Outokumpu Oyj’s bid for ThyssenKrupp AG’s Inoxum unit won European Union approval after it agreed to sell an Italian steel mill.
Outokumpu’s offer to sell Inoxum’s stainless steel production facility at Terni and several European service centers alleviates concerns the deal might allow the companies raise prices of cold-rolled steel products, the Brussels-based European Commission said in an e-mailed statement today.
“The divestment of the Italian Terni plant ensures that the creation of a new European market leader will not be detrimental for consumers and businesses in Europe,” EU Competition Commissioner Joaquin Almunia said in the statement.
The Espoo, Finland-based steelmaker agreed to buy Inoxum on Jan. 31 in a deal valuing the German unit at about 2.7 billion euros ($3.5 billion.) The EU conditions also include an option for the plant’s buyer to purchase Terni’s forge and a bright-annealing production line.
Outokumpu will finalize the deal by the end of 2012 and had six months to make the planned divestments, the company said in a statement.

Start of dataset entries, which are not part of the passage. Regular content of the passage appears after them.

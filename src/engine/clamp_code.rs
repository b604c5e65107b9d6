// ==========================================
// Abrazaderas - clamp code codec
// ==========================================
// Code layout: ABL|ABT + [compact diameter][width][length] + C|P|S
// The numeric block has no delimiters; decode ranks every possible split
// ==========================================

mod core;
mod segmentation;


pub use self::core::ClampCodec;
pub use self::segmentation::{
    segment_numeric_core, top_score_is_tied, CatalogHints, SplitCandidate, DEFAULT_LENGTH_RANGE,
    DEFAULT_WIDTH_RANGE,
};
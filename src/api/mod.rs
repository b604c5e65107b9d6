// ==========================================
// Abrazaderas - API layer
// ==========================================
// JSON-facing facade used by the command line and embedding callers
// ==========================================

pub mod clamp_api;
pub mod error;

pub use clamp_api::{
    ClampApi, DecodeApiRequest, DiametersApiRequest, DiametersApiResponse, EncodeApiRequest,
    ParseApiRequest,
};
pub use error::{ApiError, ApiResult, ErrorResponse};
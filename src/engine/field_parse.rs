// ==========================================
// Abrazaderas - lenient numeric field parsing
// ==========================================
// Text coming from forms and JSON bodies; errors carry the offending field
// and a localized message.
// ==========================================

use crate::domain::error::{ClampError, ClampResult};
use crate::domain::types::ClampField;
use crate::i18n::{t, t_with_args};
use rust_decimal::Decimal;
use std::str::FromStr;

fn field_label(field: ClampField) -> String {
    t(&field.label_key())
}

fn required(field: ClampField, label: &str) -> ClampError {
    ClampError::validation(field, t_with_args("number.required", &[("field", label)]))
}

fn below_min(field: ClampField, label: &str, min: &str) -> ClampError {
    ClampError::validation(
        field,
        t_with_args("number.below_min", &[("field", label), ("min", min)]),
    )
}

/// Decimal field: comma accepted as separator, `min` inclusive.
pub(crate) fn parse_decimal_field(
    raw: &str,
    field: ClampField,
    min: Decimal,
) -> ClampResult<Decimal> {
    let label = field_label(field);
    let cleaned = raw.trim().replace(',', ".");
    if cleaned.is_empty() {
        return Err(required(field, &label));
    }
    let value = Decimal::from_str(&cleaned).map_err(|_| {
        ClampError::validation(field, t_with_args("number.invalid", &[("field", &label)]))
    })?;
    if value < min {
        return Err(below_min(field, &label, &min.normalize().to_string()));
    }
    Ok(value)
}

/// Integer field: digits only, `min` inclusive.
pub(crate) fn parse_int_field(raw: &str, field: ClampField, min: u32) -> ClampResult<u32> {
    let label = field_label(field);
    let cleaned = raw.trim();
    if cleaned.is_empty() {
        return Err(required(field, &label));
    }
    if !cleaned.bytes().all(|b| b.is_ascii_digit()) {
        return Err(ClampError::validation(
            field,
            t_with_args("number.not_integer", &[("field", &label)]),
        ));
    }
    let value = cleaned.parse::<u32>().map_err(|_| {
        ClampError::validation(field, t_with_args("number.invalid", &[("field", &label)]))
    })?;
    if value < min {
        return Err(below_min(field, &label, &min.to_string()));
    }
    Ok(value)
}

Mika Seitovirta, the company’s chief executive officer, said the transaction would generate yearly savings of around 200 million euros.

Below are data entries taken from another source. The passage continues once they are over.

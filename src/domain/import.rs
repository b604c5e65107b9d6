// ==========================================
// Abrazaderas - bulk import report types
// ==========================================
// One row result per data row; the summary is derived from the rows.
// ==========================================

use crate::domain::clamp::ParsedClampSpec;
use chrono::{DateTime, Utc};
use serde::{Deserialize, Serialize};

/// What happened (dry run: what would happen) to a row.
#[derive(Debug, Clone, Copy, PartialEq, Eq, Serialize, Deserialize)]
#[serde(rename_all = "lowercase")]
pub enum ImportAction {
    Created,
    Updated,
    Error,
}

// ==========================================
// ImportRowResult
// ==========================================
#[derive(Debug, Clone, PartialEq, Eq, Serialize, Deserialize)]
pub struct ImportRowResult {
    /// 1-based data row number (header excluded).
    pub row_number: usize,
    pub sku: Option<String>,
    pub action: ImportAction,
    pub success: bool,
    /// Row errors, or parser warnings on successful rows.
    pub errors: Vec<String>,
    pub parsed: Option<ParsedClampSpec>,
}

impl ImportRowResult {
    pub fn failed(row_number: usize, sku: Option<String>, errors: Vec<String>) -> Self {
        Self {
            row_number,
            sku,
            action: ImportAction::Error,
            success: false,
            errors,
            parsed: None,
        }
    }

    pub fn is_low_confidence(&self) -> bool {
        self.parsed
            .as_ref()
            .is_some_and(|p| p.parse_confidence < 100)
    }
}

// ==========================================
// ImportSummary
// ==========================================
#[derive(Debug, Clone, Default, PartialEq, Eq, Serialize, Deserialize)]
pub struct ImportSummary {
    pub total: usize,
    pub created: usize,
    pub updated: usize,
    pub errors: usize,
    pub low_confidence: usize,
}

impl ImportSummary {
    pub fn from_rows(rows: &[ImportRowResult]) -> Self {
        let mut summary = ImportSummary {
            total: rows.len(),
            ..Default::default()
        };
        for row in rows {
            match row.action {
                ImportAction::Created => summary.created += 1,
                ImportAction::Updated => summary.updated += 1,
                ImportAction::Error => summary.errors += 1,
            }
            if row.is_low_confidence() {
                summary.low_confidence += 1;
            }
        }
        summary
    }
}

// ==========================================
// ClampImportReport
// ==========================================
#[derive(Debug, Clone, Serialize, Deserialize)]
pub struct ClampImportReport {
    pub batch_id: String,
    pub file_name: Option<String>,
    pub dry_run: bool,
    pub started_at: DateTime<Utc>,
    pub rows: Vec<ImportRowResult>,
    pub summary: ImportSummary,
    pub elapsed_ms: u64,
}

“New Outokumpu can achieve significantly improved capacity-utilization rates, we will have an expanded presence in growth markets outside Europe and the widest product offering to serve our customers even better,” Seitovirta said.
Outokumpu rose to its highest in a month, trading up 6.1 percent to 0.78 euros at 1:38 p.m. in Helsinki.
Heinrich Hiesinger, ThyssenKrupp’s CEO, said in a statement that the sale of Inoxum was an important step in his company’s strategy to be a diversified industrial group and reduced its net debt.
Hiesinger plans to transform the company by building up its technologies division. He is cutting ThyssenKrupp’s divisions from eight to five by selling Inoxum, Steel Americas and combining its Plant Technology and Marine Systems businesses into a unit called Industrial Solutions.